* Problem to solve:
I'd like every record given again exactly, please.

* Data in this exercise:

* * * * * * * * *

use std::fmt;
use std::iter::Sum;
use std::ops::{Add, AddAssign};
use std::str::FromStr;

use chrono::{DateTime, Datelike, Months, NaiveDate, NaiveTime, TimeZone, Utc};
use serde::{Deserialize, Deserializer, Serialize, Serializer};
use thiserror::Error;

/// `end` was not after `start` for a working shift.
#[derive(Debug, Clone, Copy, PartialEq, Eq, Error)]
#[error("invalid time range: end {end} is not after start {start}")]
pub struct InvalidRange {
    pub start: NaiveTime,
    pub end: NaiveTime,
}

/// The civil date "now" in `tz`, whatever zone the host runs in.
pub fn local_today<Tz: TimeZone>(tz: &Tz) -> NaiveDate {
    local_today_at(tz, Utc::now())
}

pub fn local_today_at<Tz: TimeZone>(tz: &Tz, instant: DateTime<Utc>) -> NaiveDate {
    instant.with_timezone(tz).date_naive()
}

/// Worked time between `start` and `end` minus the break, floored at zero.
///
/// Shifts never cross midnight, so `end <= start` is a data error rather
/// than an overnight shift.
pub fn net_hours(start: NaiveTime, end: NaiveTime, break_minutes: u32) -> Result<Hours, InvalidRange> {
    if end <= start {
        return Err(InvalidRange { start, end });
    }
    let span = (end - start).num_minutes();
    let net = (span - i64::from(break_minutes)).max(0);
    Ok(Hours::from_minutes(net as u32))
}

// =====================
// Hours
// =====================

/// A non-negative amount of worked time, kept exactly as whole minutes.
#[derive(Debug, Clone, Copy, Default, PartialEq, Eq, PartialOrd, Ord, Hash)]
pub struct Hours {
    minutes: u32,
}

impl Hours {
    pub const ZERO: Hours = Hours { minutes: 0 };

    pub fn from_minutes(minutes: u32) -> Self {
        Self { minutes }
    }

    pub fn minutes(&self) -> u32 {
        self.minutes
    }

    pub fn as_f64(&self) -> f64 {
        f64::from(self.minutes) / 60.0
    }

    /// One decimal place, rounded half up: 510 minutes -> "8.5".
    pub fn to_decimal_string(&self) -> String {
        let tenths = (u64::from(self.minutes) * 10 + 30) / 60;
        format!("{}.{}", tenths / 10, tenths % 10)
    }

    /// `HH:MM`, hours not wrapped at 24.
    pub fn to_hhmm(&self) -> String {
        format!("{:02}:{:02}", self.minutes / 60, self.minutes % 60)
    }
}

impl Add for Hours {
    type Output = Hours;

    fn add(self, rhs: Hours) -> Hours {
        Hours::from_minutes(self.minutes + rhs.minutes)
    }
}

impl AddAssign for Hours {
    fn add_assign(&mut self, rhs: Hours) {
        self.minutes += rhs.minutes;
    }
}

impl Sum for Hours {
    fn sum<I: Iterator<Item = Hours>>(iter: I) -> Hours {
        iter.fold(Hours::ZERO, Add::add)
    }
}

impl fmt::Display for Hours {
    fn fmt(&self, f: &mut fmt::Formatter<'_>) -> fmt::Result {
        f.write_str(&self.to_decimal_string())
    }
}

impl Serialize for Hours {
    fn serialize<S: Serializer>(&self, serializer: S) -> Result<S::Ok, S::Error> {
        serializer.serialize_f64(self.as_f64())
    }
}

// =====================
// YearMonth
// =====================

/// A calendar month, e.g. `2024-06`.
#[derive(Debug, Clone, Copy, PartialEq, Eq, PartialOrd, Ord, Hash)]
pub struct YearMonth {
    first: NaiveDate,
    last: NaiveDate,
}

#[derive(Debug, Clone, PartialEq, Eq, Error)]
#[error("'{0}' is not a valid YYYY-MM month")]
pub struct ParseYearMonthError(pub String);

impl YearMonth {
    /// `month` is 1-based.
    pub fn new(year: i32, month: u32) -> Option<Self> {
        let first = NaiveDate::from_ymd_opt(year, month, 1)?;
        let last = first.checked_add_months(Months::new(1))?.pred_opt()?;
        Some(Self { first, last })
    }

    /// The month `date` falls in.
    pub fn of(date: NaiveDate) -> Self {
        let first = date.with_day(1).unwrap_or(date);
        let last = first
            .checked_add_months(Months::new(1))
            .and_then(|next| next.pred_opt())
            .unwrap_or(NaiveDate::MAX);
        Self { first, last }
    }

    pub fn year(&self) -> i32 {
        self.first.year()
    }

    pub fn month(&self) -> u32 {
        self.first.month()
    }

    pub fn first_day(&self) -> NaiveDate {
        self.first
    }

    pub fn last_day(&self) -> NaiveDate {
        self.last
    }
}

impl fmt::Display for YearMonth {
    fn fmt(&self, f: &mut fmt::Formatter<'_>) -> fmt::Result {
        write!(f, "{:04}-{:02}", self.year(), self.month())
    }
}

impl FromStr for YearMonth {
    type Err = ParseYearMonthError;

    fn from_str(s: &str) -> Result<Self, Self::Err> {
        let err = || ParseYearMonthError(s.to_string());
        let (year, month) = s.trim().split_once('-').ok_or_else(err)?;
        let year: i32 = year.parse().map_err(|_| err())?;
        let month: u32 = month.parse().map_err(|_| err())?;
        YearMonth::new(year, month).ok_or_else(err)
    }
}

impl Serialize for YearMonth {
    fn serialize<S: Serializer>(&self, serializer: S) -> Result<S::Ok, S::Error> {
        serializer.collect_str(self)
    }
}

impl<'de> Deserialize<'de> for YearMonth {
    fn deserialize<D: Deserializer<'de>>(deserializer: D) -> Result<Self, D::Error> {
        let raw = String::deserialize(deserializer)?;
        raw.parse().map_err(serde::de::Error::custom)
    }
}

* * * * * * * * *

* Reply:
use std::fmt;
use std::iter::Sum;
use std::ops::{Add, AddAssign};
use std::str::FromStr;

use chrono::{DateTime, Datelike, Months, NaiveDate, NaiveTime, TimeZone, Utc};
use serde::{Deserialize, Deserializer, Serialize, Serializer};
use thiserror::Error;

/// `end` was not after `start` for a working shift.
#[derive(Debug, Clone, Copy, PartialEq, Eq, Error)]
#[error("invalid time range: end {end} is not after start {start}")]
pub struct InvalidRange {
    pub start: NaiveTime,
    pub end: NaiveTime,
}

/// The civil date "now" in `tz`, whatever zone the host runs in.
pub fn local_today<Tz: TimeZone>(tz: &Tz) -> NaiveDate {
    local_today_at(tz, Utc::now())
}

pub fn local_today_at<Tz: TimeZone>(tz: &Tz, instant: DateTime<Utc>) -> NaiveDate {
    instant.with_timezone(tz).date_naive()
}

/// Worked time between `start` and `end` minus the break, floored at zero.
///
/// Shifts never cross midnight, so `end <= start` is a data error rather
/// than an overnight shift.
pub fn net_hours(start: NaiveTime, end: NaiveTime, break_minutes: u32) -> Result<Hours, InvalidRange> {
    if end <= start {
        return Err(InvalidRange { start, end });
    }
    let span = (end - start).num_minutes();
    let net = (span - i64::from(break_minutes)).max(0);
    Ok(Hours::from_minutes(net as u32))
}

// =====================
// Hours
// =====================

/// A non-negative amount of worked time, kept exactly as whole minutes.
#[derive(Debug, Clone, Copy, Default, PartialEq, Eq, PartialOrd, Ord, Hash)]
pub struct Hours {
    minutes: u32,
}

impl Hours {
    pub const ZERO: Hours = Hours { minutes: 0 };

    pub fn from_minutes(minutes: u32) -> Self {
        Self { minutes }
    }

    pub fn minutes(&self) -> u32 {
        self.minutes
    }

    pub fn as_f64(&self) -> f64 {
        f64::from(self.minutes) / 60.0
    }

    /// One decimal place, rounded half up: 510 minutes -> "8.5".
    pub fn to_decimal_string(&self) -> String {
        let tenths = (u64::from(self.minutes) * 10 + 30) / 60;
        format!("{}.{}", tenths / 10, tenths % 10)
    }

    /// `HH:MM`, hours not wrapped at 24.
    pub fn to_hhmm(&self) -> String {
        format!("{:02}:{:02}", self.minutes / 60, self.minutes % 60)
    }
}

impl Add for Hours {
    type Output = Hours;

    fn add(self, rhs: Hours) -> Hours {
        Hours::from_minutes(self.minutes + rhs.minutes)
    }
}

impl AddAssign for Hours {
    fn add_assign(&mut self, rhs: Hours) {
        self.minutes += rhs.minutes;
    }
}

impl Sum for Hours {
    fn sum<I: Iterator<Item = Hours>>(iter: I) -> Hours {
        iter.fold(Hours::ZERO, Add::add)
    }
}

impl fmt::Display for Hours {
    fn fmt(&self, f: &mut fmt::Formatter<'_>) -> fmt::Result {
        f.write_str(&self.to_decimal_string())
    }
}

impl Serialize for Hours {
    fn serialize<S: Serializer>(&self, serializer: S) -> Result<S::Ok, S::Error> {
        serializer.serialize_f64(self.as_f64())
    }
}

// =====================
// YearMonth
// =====================

/// A calendar month, e.g. `2024-06`.
#[derive(Debug, Clone, Copy, PartialEq, Eq, PartialOrd, Ord, Hash)]
pub struct YearMonth {
    first: NaiveDate,
    last: NaiveDate,
}

#[derive(Debug, Clone, PartialEq, Eq, Error)]
#[error("'{0}' is not a valid YYYY-MM month")]
pub struct ParseYearMonthError(pub String);

impl YearMonth {
    /// `month` is 1-based.
    pub fn new(year: i32, month: u32) -> Option<Self> {
        let first = NaiveDate::from_ymd_opt(year, month, 1)?;
        let last = first.checked_add_months(Months::new(1))?.pred_opt()?;
        Some(Self { first, last })
    }

    /// The month `date` falls in.
    pub fn of(date: NaiveDate) -> Self {
        let first = date.with_day(1).unwrap_or(date);
        let last = first
            .checked_add_months(Months::new(1))
            .and_then(|next| next.pred_opt())
            .unwrap_or(NaiveDate::MAX);
        Self { first, last }
    }

    pub fn year(&self) -> i32 {
        self.first.year()
    }

    pub fn month(&self) -> u32 {
        self.first.month()
    }

    pub fn first_day(&self) -> NaiveDate {
        self.first
    }

    pub fn last_day(&self) -> NaiveDate {
        self.last
    }
}

impl fmt::Display for YearMonth {
    fn fmt(&self, f: &mut fmt::Formatter<'_>) -> fmt::Result {
        write!(f, "{:04}-{:02}", self.year(), self.month())
    }
}

impl FromStr for YearMonth {
    type Err = ParseYearMonthError;

    fn from_str(s: &str) -> Result<Self, Self::Err> {
        let err = || ParseYearMonthError(s.to_string());
        let (year, month) = s.trim().split_once('-').ok_or_else(err)?;
        let year: i32 = year.parse().map_err(|_| err())?;
        let month: u32 = month.parse().map_err(|_| err())?;
        YearMonth::new(year, month).ok_or_else(err)
    }
}

impl Serialize for YearMonth {
    fn serialize<S: Serializer>(&self, serializer: S) -> Result<S::Ok, S::Error> {
        serializer.collect_str(self)
    }
}

impl<'de> Deserialize<'de> for YearMonth {
    fn deserialize<D: Deserializer<'de>>(deserializer: D) -> Result<Self, D::Error> {
        let raw = String::deserialize(deserializer)?;
        raw.parse().map_err(serde::de::Error::custom)
    }
}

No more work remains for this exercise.